Patina

Friends,

Behind the altar are two sets of beautiful new benches, and if you pull those back there are four discreet doors that open if you give them a good push. The far right one houses materials for the Ghanian Church that uses our space on Sunday afternoons. The far left one houses things for my Day School Chapel services. Until this week, the contents of the middle two were a mystery to me, as I simply never took the time to open them up and peek inside. When I was going through some things with Susan Harris, who is currently one of the leads for the altar guild, we opened one of these and I found three beautiful crosses and a pair of brass candle sticks.

I am deeply curious about these things, and the discovery of them are so new, that I haven’t had a chance to talk to the people who know far more than me! Most of what is to come in me imagining, and if you are one of those experts in St. Luke’s history, know that I look forward to be corrected by you.

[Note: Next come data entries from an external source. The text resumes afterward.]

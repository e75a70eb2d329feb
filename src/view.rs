//! Page lifecycle shared by every view-model.

use serde::Serialize;
use tracing::error;

use crate::error::RemoteError;

/// `Loading` until the page's fetch completes, then `Ready` for good.
#[derive(Debug, Clone, PartialEq, Serialize)]
#[serde(tag = "state", rename_all = "lowercase")]
pub enum PageState<T> {
    Loading,
    Ready { data: T, degraded: bool },
}

impl<T> PageState<T> {
    /// Moves a loading page to ready. A page that is already ready keeps its view.
    pub fn resolve(self, data: T, degraded: bool) -> Self {
        match self {
            PageState::Loading => PageState::Ready { data, degraded },
            ready => ready,
        }
    }

    /// Derives the rendered view from the fetched rows, keeping the state.
    pub fn map<U>(self, f: impl FnOnce(T) -> U) -> PageState<U> {
        match self {
            PageState::Loading => PageState::Loading,
            PageState::Ready { data, degraded } => PageState::Ready {
                data: f(data),
                degraded,
            },
        }
    }

    pub fn data(&self) -> Option<&T> {
        match self {
            PageState::Loading => None,
            PageState::Ready { data, .. } => Some(data),
        }
    }

    pub fn is_degraded(&self) -> bool {
        matches!(self, PageState::Ready { degraded: true, .. })
    }
}

impl<T: Default> PageState<T> {
    /// Settles on a fetch result; a failed fetch renders as the empty view.
    pub fn settle(self, page: &'static str, result: Result<T, RemoteError>) -> Self {
        let (data, degraded) = recover(page, result);
        self.resolve(data, degraded)
    }
}

/// Logs a failed fetch and falls back to the empty value. The flag reports
/// whether the fallback was used.
pub fn recover<T: Default>(page: &'static str, result: Result<T, RemoteError>) -> (T, bool) {
    match result {
        Ok(v) => (v, false),
        Err(e) => {
            error!(page, error = %e, "fetch failed; rendering without data");
            (T::default(), true)
        }
    }
}
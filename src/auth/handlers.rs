use axum::{
    extract::{FromRef, State},
    http::StatusCode,
    routing::{get, post},
    Json, Router,
};
use lazy_static::lazy_static;
use regex::Regex;
use tracing::{error, info, instrument, warn};
use uuid::Uuid;

use crate::{
    auth::{
        dto::{AuthResponse, LoginRequest, PublicUser, RefreshRequest, RegisterRequest},
        jwt::{AuthUser, JwtKeys, TokenKind},
        password::{self, PasswordError},
        session::Session,
    },
    error::{ApiError, RemoteError},
    schema::User,
    state::AppState,
};

pub fn auth_routes() -> Router<AppState> {
    Router::new()
        .route("/auth/register", post(register))
        .route("/auth/login", post(login))
        .route("/auth/refresh", post(refresh))
        .route("/auth/logout", post(logout))
}

pub fn me_routes() -> Router<AppState> {
    Router::new().route("/me", get(get_me))
}

pub(crate) fn is_valid_email(email: &str) -> bool {
    lazy_static! {
        static ref EMAIL_RE: Regex = Regex::new(r"^[^@\s]+@[^@\s]+\.[^@\s]+$").unwrap();
    }
    EMAIL_RE.is_match(email)
}

fn normalize_email(raw: &str) -> Result<String, ApiError> {
    let email = raw.trim().to_lowercase();
    if !is_valid_email(&email) {
        warn!(email = %email, "invalid email");
        return Err(ApiError::BadRequest("Invalid email".into()));
    }
    Ok(email)
}

/// A concurrent signup can win the insert after our lookup said the email
/// was free; the unique constraint decides.
fn creation_error(e: RemoteError) -> ApiError {
    match e {
        RemoteError::Duplicate(constraint) => {
            warn!(%constraint, "email registered concurrently");
            ApiError::Conflict("Email already registered".into())
        }
        e => {
            error!(error = %e, "create user failed");
            ApiError::from(e)
        }
    }
}

fn respond(keys: &JwtKeys, user: User, session_id: Uuid) -> Result<Json<AuthResponse>, ApiError> {
    let pair = keys.issue_pair(&user, session_id).map_err(|e| {
        error!(error = %e, "jwt sign failed");
        ApiError::internal(e)
    })?;
    Ok(Json(AuthResponse {
        access_token: pair.access,
        refresh_token: pair.refresh,
        user: PublicUser {
            id: user.id,
            email: user.email,
            name: user.name,
        },
    }))
}

#[instrument(skip(state, payload))]
pub async fn register(
    State(state): State<AppState>,
    Json(payload): Json<RegisterRequest>,
) -> Result<Json<AuthResponse>, ApiError> {
    let email = normalize_email(&payload.email)?;

    if let Err(e) = password::check_strength(&payload.password) {
        warn!("password too short");
        return Err(ApiError::BadRequest(e.to_string()));
    }

    if User::find_by_email(state.remote.as_ref(), &email).await?.is_some() {
        warn!(email = %email, "email already registered");
        return Err(ApiError::Conflict("Email already registered".into()));
    }

    let hash = password::hash_password(&payload.password).map_err(ApiError::internal)?;
    let name = payload
        .name
        .map(|n| n.trim().to_string())
        .filter(|n| !n.is_empty());

    let user = User::create(state.remote.as_ref(), &email, name, &hash)
        .await
        .map_err(creation_error)?;

    info!(user_id = %user.id, email = %user.email, "user registered");
    respond(&JwtKeys::from_ref(&state), user, Uuid::new_v4())
}

#[instrument(skip(state, payload))]
pub async fn login(
    State(state): State<AppState>,
    Json(payload): Json<LoginRequest>,
) -> Result<Json<AuthResponse>, ApiError> {
    let email = normalize_email(&payload.email)?;

    let user = match User::find_by_email(state.remote.as_ref(), &email).await {
        Ok(Some(u)) => u,
        Ok(None) => {
            warn!(email = %email, "login unknown email");
            return Err(ApiError::Unauthorized("Invalid credentials".into()));
        }
        Err(e) => {
            error!(error = %e, "find_by_email failed");
            return Err(e.into());
        }
    };

    match password::verify_password(&payload.password, &user.password_hash) {
        Ok(true) => {}
        Ok(false) => {
            warn!(email = %email, user_id = %user.id, "login invalid password");
            return Err(ApiError::Unauthorized("Invalid credentials".into()));
        }
        Err(e @ PasswordError::MalformedHash(_)) => {
            error!(error = %e, user_id = %user.id, "stored hash unusable");
            return Err(ApiError::internal(e));
        }
        Err(e) => return Err(ApiError::internal(e)),
    }

    info!(user_id = %user.id, email = %user.email, "user logged in");
    respond(&JwtKeys::from_ref(&state), user, Uuid::new_v4())
}

#[instrument(skip(state, payload))]
pub async fn refresh(
    State(state): State<AppState>,
    Json(payload): Json<RefreshRequest>,
) -> Result<Json<AuthResponse>, ApiError> {
    let keys = JwtKeys::from_ref(&state);
    let claims = keys
        .verify(&payload.refresh_token, TokenKind::Refresh)
        .map_err(|e| {
            warn!(error = %e, "rejected refresh token");
            ApiError::Unauthorized("Invalid or expired token".into())
        })?;

    if state.sessions.is_revoked(claims.sid) {
        warn!(user_id = %claims.sub, "refresh for signed-out session");
        return Err(ApiError::Unauthorized("Session ended".into()));
    }

    let user = User::find_by_id(state.remote.as_ref(), claims.sub)
        .await?
        .ok_or_else(|| ApiError::Unauthorized("User not found".into()))?;

    respond(&keys, user, claims.sid)
}

/// Sign-out: every token of the current session stops working.
#[instrument(skip(state))]
pub async fn logout(State(state): State<AppState>, auth: AuthUser) -> StatusCode {
    let keys = JwtKeys::from_ref(&state);
    state.sessions.revoke(auth.session_id, keys.refresh_ttl);
    info!(user_id = %auth.user_id, session_id = %auth.session_id, "user signed out");
    StatusCode::NO_CONTENT
}

#[instrument(skip(session), fields(user_id = %session.id))]
pub async fn get_me(session: Session) -> Json<PublicUser> {
    Json(PublicUser {
        id: session.id,
        email: session.email,
        name: session.name,
    })
}

#[cfg(test)]
mod tests {
    use super::*;
    use crate::remote::memory::MemoryRemote;
    use std::sync::Arc;

    fn state() -> (AppState, Arc<MemoryRemote>) {
        let remote = Arc::new(MemoryRemote::new());
        (AppState::fake_with(remote.clone()), remote)
    }

    fn register_body(email: &str, password: &str) -> Json<RegisterRequest> {
        Json(RegisterRequest {
            email: email.into(),
            password: password.into(),
            name: Some("  Dra. Ana Souza ".into()),
        })
    }

    #[test]
    fn lost_insert_race_is_a_conflict() {
        let dup = creation_error(RemoteError::Duplicate("users_email_key".into()));
        assert!(matches!(dup, ApiError::Conflict(ref m) if m == "Email already registered"));
        let down = creation_error(RemoteError::Unavailable("down".into()));
        assert!(matches!(down, ApiError::Internal(_)));
    }

    #[tokio::test]
    async fn bad_refresh_token_gets_a_fixed_message() {
        let (state, _) = state();
        let res = refresh(
            State(state),
            Json(RefreshRequest {
                refresh_token: "not.a.jwt".into(),
            }),
        )
        .await;
        assert!(matches!(res, Err(ApiError::Unauthorized(ref m)) if m == "Invalid or expired token"));
    }

    #[test]
    fn email_validation() {
        assert!(is_valid_email("ana@clinica.com.br"));
        assert!(!is_valid_email("ana@clinica"));
        assert!(!is_valid_email("ana clinica@x.com"));
    }

    #[tokio::test]
    async fn register_normalizes_and_rejects_duplicates() {
        let (state, _) = state();
        let Json(res) = register(State(state.clone()), register_body(" ANA@Clinica.com ", "segredo123"))
            .await
            .unwrap();
        assert_eq!(res.user.email, "ana@clinica.com");
        assert_eq!(res.user.name.as_deref(), Some("Dra. Ana Souza"));

        let dup = register(State(state), register_body("ana@clinica.com", "segredo123")).await;
        assert!(matches!(dup, Err(ApiError::Conflict(_))));
    }

    #[tokio::test]
    async fn register_rejects_short_password_and_bad_email() {
        let (state, _) = state();
        let short = register(State(state.clone()), register_body("ana@clinica.com", "123")).await;
        assert!(matches!(short, Err(ApiError::BadRequest(_))));
        let bad = register(State(state), register_body("ana", "segredo123")).await;
        assert!(matches!(bad, Err(ApiError::BadRequest(_))));
    }

    #[tokio::test]
    async fn login_checks_password() {
        let (state, _) = state();
        register(State(state.clone()), register_body("ana@clinica.com", "segredo123"))
            .await
            .unwrap();

        let ok = login(
            State(state.clone()),
            Json(LoginRequest {
                email: "Ana@clinica.com".into(),
                password: "segredo123".into(),
            }),
        )
        .await;
        assert!(ok.is_ok());

        let wrong = login(
            State(state),
            Json(LoginRequest {
                email: "ana@clinica.com".into(),
                password: "segredo124".into(),
            }),
        )
        .await;
        assert!(matches!(wrong, Err(ApiError::Unauthorized(_))));
    }

    #[tokio::test]
    async fn logout_ends_refresh_too() {
        let (state, _) = state();
        let Json(res) = register(State(state.clone()), register_body("ana@clinica.com", "segredo123"))
            .await
            .unwrap();
        let keys = JwtKeys::from_ref(&state);
        let claims = keys.verify(&res.access_token, TokenKind::Access).unwrap();

        let refreshed = refresh(
            State(state.clone()),
            Json(RefreshRequest {
                refresh_token: res.refresh_token.clone(),
            }),
        )
        .await
        .unwrap();
        assert_eq!(refreshed.0.user.id, res.user.id);

        let status = logout(
            State(state.clone()),
            AuthUser {
                user_id: claims.sub,
                session_id: claims.sid,
                email: claims.email.clone(),
                name: claims.name.clone(),
            },
        )
        .await;
        assert_eq!(status, StatusCode::NO_CONTENT);

        let after = refresh(
            State(state),
            Json(RefreshRequest {
                refresh_token: res.refresh_token,
            }),
        )
        .await;
        assert!(matches!(after, Err(ApiError::Unauthorized(_))));
    }

    #[tokio::test]
    async fn remote_failure_on_login_is_internal() {
        let (state, remote) = state();
        remote.fail_all();
        let res = login(
            State(state),
            Json(LoginRequest {
                email: "ana@clinica.com".into(),
                password: "segredo123".into(),
            }),
        )
        .await;
        assert!(matches!(res, Err(ApiError::Internal(_))));
    }
}
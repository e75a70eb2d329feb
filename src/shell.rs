//! Header shown on every page: who is signed in.

use axum::{routing::get, Json, Router};
use serde::Serialize;
use tracing::instrument;

use crate::{auth::Session, state::AppState};

const ANONYMOUS: &str = "Usuário";

#[derive(Debug, Clone, PartialEq, Eq, Serialize)]
pub struct HeaderView {
    pub display_name: String,
    pub greeting: String,
    pub initials: String,
    pub email: String,
}

pub fn display_name(session: &Session) -> &str {
    match session.name.as_deref() {
        Some(name) => name,
        None if !session.email.is_empty() => &session.email,
        None => ANONYMOUS,
    }
}

pub fn initials(session: &Session) -> String {
    if let Some(name) = session.name.as_deref() {
        return name
            .split_whitespace()
            .filter_map(|w| w.chars().next())
            .flat_map(char::to_uppercase)
            .collect();
    }
    let from_email: String = session.email.chars().take(2).flat_map(char::to_uppercase).collect();
    if from_email.is_empty() {
        "U".to_string()
    } else {
        from_email
    }
}

pub fn header(session: &Session) -> HeaderView {
    let display_name = display_name(session);
    let first = display_name.split_whitespace().next().unwrap_or(display_name);
    HeaderView {
        greeting: format!("Olá, {first}!"),
        display_name: display_name.to_string(),
        initials: initials(session),
        email: session.email.clone(),
    }
}

pub fn router() -> Router<AppState> {
    Router::new().route("/shell", get(get_shell))
}

#[instrument(skip(session), fields(user_id = %session.id))]
pub async fn get_shell(session: Session) -> Json<HeaderView> {
    Json(header(&session))
}
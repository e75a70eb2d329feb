use serde::{Deserialize, Serialize};
use uuid::Uuid;

/// Request body for user registration.
#[derive(Debug, Deserialize)]
pub struct RegisterRequest {
    pub email: String,
    pub password: String,
    #[serde(default)]
    pub name: Option<String>,
}

/// Request body for login.
#[derive(Debug, Deserialize)]
pub struct LoginRequest {
    pub email: String,
    pub password: String,
}

/// Request body for token refresh.
#[derive(Debug, Deserialize)]
pub struct RefreshRequest {
    pub refresh_token: String,
}

/// Response returned after login, register or refresh.
#[derive(Debug, Serialize)]
pub struct AuthResponse {
    pub access_token: String,
    pub refresh_token: String,
    pub user: PublicUser,
}

/// Public part of the user returned to the client.
#[derive(Debug, Clone, PartialEq, Eq, Serialize)]
pub struct PublicUser {
    pub id: Uuid,
    pub email: String,
    pub name: Option<String>,
}
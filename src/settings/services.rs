//! Settings forms. Nothing here is persisted yet; submits only validate and
//! echo the form back.

use super::dto::{
    FormOutcome, MessageTemplate, Notification, PasswordForm, ProfileForm, SettingsView, Variant,
};
use crate::auth::Session;

pub const DEFAULT_WELCOME: &str =
    "Olá! Bem-vindo(a) ao acompanhamento nutricional. Como posso ajudá-lo(a) hoje?";

// TODO: read templates from the messaging integration once it has a table
const TEMPLATES: [MessageTemplate; 3] = [
    MessageTemplate {
        name: "Lembrete de consulta",
        active: true,
    },
    MessageTemplate {
        name: "Acompanhamento diário",
        active: true,
    },
    MessageTemplate {
        name: "Relatório semanal",
        active: false,
    },
];

const PROFILE_SAVED: Notification = Notification {
    title: "Perfil atualizado",
    description: "Suas informações foram salvas com sucesso.",
    variant: Variant::Default,
};

const PASSWORD_MISMATCH: Notification = Notification {
    title: "Erro",
    description: "As senhas não coincidem.",
    variant: Variant::Destructive,
};

const PASSWORD_CHANGED: Notification = Notification {
    title: "Senha alterada",
    description: "Sua senha foi alterada com sucesso.",
    variant: Variant::Default,
};

pub fn initial_profile(session: &Session) -> ProfileForm {
    ProfileForm {
        name: session.name.clone().unwrap_or_default(),
        email: session.email.clone(),
        whatsapp: String::new(),
        welcome_message: DEFAULT_WELCOME.to_string(),
    }
}

pub fn initial_view(session: &Session) -> SettingsView {
    SettingsView {
        profile: initial_profile(session),
        password: PasswordForm::default(),
        templates: TEMPLATES.to_vec(),
    }
}

/// The email field is read-only: whatever was submitted, the session's wins.
pub fn save_profile(session: &Session, mut form: ProfileForm) -> FormOutcome<ProfileForm> {
    form.email = session.email.clone();
    FormOutcome {
        notification: PROFILE_SAVED,
        form,
    }
}

pub fn change_password(form: PasswordForm) -> FormOutcome<PasswordForm> {
    if form.new_password != form.confirm_password {
        return FormOutcome {
            notification: PASSWORD_MISMATCH,
            form,
        };
    }
    FormOutcome {
        notification: PASSWORD_CHANGED,
        form: PasswordForm::default(),
    }
}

The largest cross is made of wood and has no discernible markings on it. It is constructed in a a way that it appears designed to be pushed against a wall while on top of an altar. Prior to the changes made int he 1979 prayer book, altars were typically against the wall with the congregation and priest facing the same direction during the Eucharist. My bet is that this cross was on top of our altar when it was against the wall, or something like that.

The smallest cross is made of brass and appears to be in very good shape. On the back there is an inscription that it is in memory of “Leslie Joan Anderson 1955 - 1957”. When I read it, the dates punched me in the gut. If you google her name there is an ancestry page in Spanish about her that identifies her father as Colonel Ferd Anderson Jr. and her mother Florence Anderson who lived in Alexandria and worked in the nuclear program in the 50’s at the pentagon. He died in 2013 and his services was held in Lincoln Nebraska at St. Mark’s Episcopal Church. Their parish administrator is working on getting an e-mail address of his surviving children, so I can send them a picture of the cross. I think that cross is going to move to the cabinet to the far left. We need a cross to be on the “big” altar during the Day School Chapel.

The third cross is the largest and must be made of thick plates of copper, because the patina on this thing was insane. When we picked it up bluish grey dust just sort of went everywhere. Susan Harris took some polish to it. It is able to be redeemed, but it is going to take some serious effort. I just took a dry rag to it just to get the dust off, and you can just start to see ornamentation and very small cursive engraving on the bottom portion. I cannot wait to see mysteries this cross reveals. 

There is no doubt that these things were stored responsibly and with love. Each was wrapped in nice cloth and stored in a safe place. Maybe post-renovation there was no longer a use for them with the new configuration and they were stored there as they were too meaningful to throw away, and then largely forgotten. As time went on, fewer and fewer people were left in the community that remembered the stories of these things, and the corrosion on the metal cross slowly began to build up and covered up the lettering on it’s base. 

These things are meaningful because of the stories that accompanied them. Especially, if they are used in worship the meaning grows with time. People may say something like, “I remember when I was little and grabbing that chalice for the first time thinking I was so grown up.” They could be oblivious that the chalice was dedicated to a lost parent, sibling or child, but the meaning compounds none-the-less. Taking these things back out and using them resurrects their power to hold meaning to some degree. I am not sure if anyone remembers when Ferd and Florence Anderson went to Church here and when they lost their daughter, but I wonder if the Day School students will remember the shiny cross looking down on them from the big altar years from now. With use comes risk. What if it falls, or gets carried away? 

Drawing out meaning, especially when something needs to be healed generally requires risk. We see this all of time in Jesus’s ministry. Jesus loves to fail at getting his rest in the Gospels. He is always going off into the wilderness to catch a break. What ends up happening is his departure from civilization draws those who are poor and hurt to the wilderness, because they are the ones desperate to receive healing and good news. Would you take a risk to be healed if you were well? Of course not. Paradoxically, those least capable of traversing the wilderness take the risk, and are rewarded with an audience with God. In my favorite Gospel story in Mark 5, a woman afflicted with twelve years of hemorrhaging, risks everything just touch the hem of Jesus’s cloak, and he stops everything to address her in the midst of the crowd. Christ’s presence has a habit of drawing out the broken things, so in the open they can be healed. 

The hurt we cherish the most is often kept safe in that easily forgotten cabinet in our soul and it is developing a patina. That corrosion has been developing over time in that safe, forgotten place and it has made the story of how we got here in the first place impossible to read. There is hope for resurrection, but first it needs to be drawn out in the light for people to see. There is risk in doing so. Stories will be remembered, some of them painful. People may not treat it the way we want it to be treated. However, once it’s in the light it can be cared for, and it may even find some healing, even if it’s not the healing it imagined.